Dear Family,
As the title suggests, that's my topic today. We have lost the only investigators we had because their parents kept placing barriers and won't make time to accept us. To them, they just don't have the time, and as sad as that makes me, I understand it. I just hope that sometime soon, the missionaries can go back and they will have more time because the two youngest of the family have been super prepared. The pride of the parents, even if they don't recognize it, is preventing the progress of their children, and through that the future generations.
That is something that i saw with another less active member recently as well. He is a very, very proud man. The first time he inactived was a relatively understandable case when the ward helped them out with welfare and then in a thoughtless moment the branch president told him not to make a bad habit out of it. That was a thoughtless stupidity (interestingly, that branch president, now released, is also less active). About three months ago, this man went back to church because the missionaries had been stopping by to help get their youngest son baptized. Then something else happened, an offered job and help, replied with offered service, then no follow-up. And now this man utterly refuses to go to church. He says he understands that we need to go to church not for the people but for the covenants, and we shared God's love, the purpose of life, the final judgment, agency and personal accountability, and a few other things. When we invited him to go back to church to participate in the blessings of the sacrament, he refused and then went off once again on his excuse.

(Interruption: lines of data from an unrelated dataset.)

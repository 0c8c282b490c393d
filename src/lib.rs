pub mod config;
pub mod coords;
pub mod device;
pub mod errors;
pub mod ocr;

/// One-time process bootstrap: tracing subscriber + `.env` load.
///
/// Call once at the top of a scenario binary before creating a device
/// session. Unit tests skip this.
pub fn init() {
    tracing_subscriber::fmt()
        .with_env_filter(
            tracing_subscriber::EnvFilter::try_from_default_env()
                .unwrap_or_else(|_| tracing_subscriber::EnvFilter::new("info")),
        )
        .init();

    // Load .env file if present (ignore error if not found)
    let _ = dotenvy::dotenv();
}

Then I got a little bold, as did my companion, and we asked if he knew that he was condemning the future of his family and children and generations to come. We didn't ask it in those words, and we did it with a little more love, but that was the basic idea. He cut us off and immediately replied that he knew and he didn't really care. His pride has utterly blinded him to his family, when he claims that he does everything because he loves his family, at least on the part of work and so forth. But because he cannot find it in him to forgive a momentary stupidity, a human error (and we've heard both sides of the story) even when there was no real reason to become offended, he is denying his family the blessings of God. It is incredible!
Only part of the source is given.